Collected data
#[cfg(test)]
mod tests {
    use super::*;
    use crate::raster::RasterLevel;
    use crate::sample::Sample;
    use crate::tiff_writer::{TiffVariant, TiledTiffWriter};

    fn write_test_file(path: &Path, compression: TileCompression, bands: usize) {
        write_variant_file(path, TiffVariant::Classic, compression, bands);
    }

    fn write_variant_file(path: &Path, variant: TiffVariant, compression: TileCompression, bands: usize) {
        let mut writer = TiledTiffWriter::create(path, variant, compression, 75).unwrap();
        let level = RasterLevel {
            index: 0,
            width: 40,
            height: 24,
            tile_width: 16,
            tile_height: 16,
            pixel_type: PixelType::U16,
            bands,
        };
        let stats = vec![BandStats { min: 3.0, max: 900.0, null: 0.0 }; bands];
        let mut lw = writer.begin_level(level, &stats).unwrap();
        for band in 0..bands {
            for ty in 0..level.tiles_down() {
                for tx in 0..level.tiles_across() {
                    let mut tile = vec![0u8; 16 * 16 * 2];
                    for row in 0..16u64 {
                        for col in 0..16u64 {
                            let gx = tx * 16 + col;
                            let gy = ty * 16 + row;
                            let v = (gx + 100 * gy + 1000 * band as u64) as u16;
                            let idx = (row * 16 + col) as usize * 2;
                            v.write_ne(&mut tile[idx..idx + 2]);
                        }
                    }
                    lw.write_tile(band, tx, ty, &tile).unwrap();
                }
            }
        }
        lw.finish().unwrap();
    }

    #[test]
    fn test_read_block_across_tiles() {
        let dir = tempfile::TempDir::new().unwrap();
        let path = dir.path().join("r.tif");
        write_test_file(&path, TileCompression::Deflate, 2);

        let mut reader = TiffRasterReader::open(&path, 0, 1 << 20).unwrap();
        assert_eq!(reader.info().width, 40);
        assert_eq!(reader.info().bands, 2);
        assert_eq!(reader.info().pixel_type, PixelType::U16);
        assert!(reader.is_tiled());

        let mut buf = vec![0u8; 8 * 8 * 2];
        let status = reader.read_block(1, 12, 12, 8, 8, &mut buf).unwrap();
        assert_eq!(status, BlockStatus::Full);
        // block (0,0) = image (12,12), block (7,7) = image (19,19)
        assert_eq!(u16::read_ne(&buf[0..2]), 12 + 1200 + 1000);
        assert_eq!(u16::read_ne(&buf[126..128]), 19 + 1900 + 1000);
    }

    #[test]
    fn test_read_block_outside_fills_null() {
        let dir = tempfile::TempDir::new().unwrap();
        let path = dir.path().join("o.tif");
        write_test_file(&path, TileCompression::None, 1);

        let mut reader = TiffRasterReader::open(&path, 0, 0)
            .unwrap()
            .with_band_stats(vec![BandStats { min: 0.0, max: 1.0, null: 77.0 }]);
        let mut buf = vec![0u8; 16 * 16 * 2];
        reader.read_block(0, 32, 16, 16, 16, &mut buf).unwrap();
        // (0,0) is image (32,16): inside; (8,0) is image (40,16): outside
        assert_eq!(u16::read_ne(&buf[0..2]), 32 + 1600);
        assert_eq!(u16::read_ne(&buf[16..18]), 77);

        assert_eq!(reader.read_block(0, 48, 0, 16, 16, &mut buf).unwrap(), BlockStatus::Empty);
    }

    #[test]
    fn test_stats_tags_read_back() {
        let dir = tempfile::TempDir::new().unwrap();
        let path = dir.path().join("s.tif");
        write_test_file(&path, TileCompression::PackBits, 1);
        let reader = TiffRasterReader::open(&path, 0, 0).unwrap();
        let stats = reader.band_stats(0);
        assert_eq!(stats.min, 3.0);
        assert_eq!(stats.max, 900.0);
    }

    #[test]
    fn test_big_tiff_reads_like_classic() {
        let dir = tempfile::TempDir::new().unwrap();
        let path = dir.path().join("big.tif");
        write_variant_file(&path, TiffVariant::Big, TileCompression::Lzw, 2);

        let header = std::fs::read(&path).unwrap();
        assert_eq!(u16::from_ne_bytes([header[2], header[3]]), 43);

        let mut reader = TiffRasterReader::open(&path, 0, 1 << 20).unwrap();
        assert_eq!((reader.info().width, reader.info().height), (40, 24));
        assert_eq!(reader.band_stats(1).max, 900.0);
        let mut buf = vec![0u8; 8 * 8 * 2];
        reader.read_block(1, 12, 12, 8, 8, &mut buf).unwrap();
        assert_eq!(u16::read_ne(&buf[0..2]), 12 + 1200 + 1000);
        assert_eq!(TiffRasterReader::directory_count(&path).unwrap(), 1);
    }

    #[test]
    fn test_directory_count() {
        let dir = tempfile::TempDir::new().unwrap();
        let path = dir.path().join("c.tif");
        write_test_file(&path, TileCompression::Lzw, 1);
        assert_eq!(TiffRasterReader::directory_count(&path).unwrap(), 1);
    }

    #[test]
    fn test_not_a_tiff() {
        let dir = tempfile::TempDir::new().unwrap();
        let path = dir.path().join("x.tif");
        std::fs::write(&path, b"hello world").unwrap();
        assert!(TiffRasterReader::open(&path, 0, 0).is_err());
        assert!(TiffRasterReader::open(dir.path().join("missing.tif"), 0, 0)
            .err()
            .unwrap()
            .is_fatal_io());
    }
}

**TASK GOAL**
Your job is to copy out every line from the records above that has the word "RasterLevel".

**TASK ANSWER**
    use crate::raster::RasterLevel;
        let level = RasterLevel {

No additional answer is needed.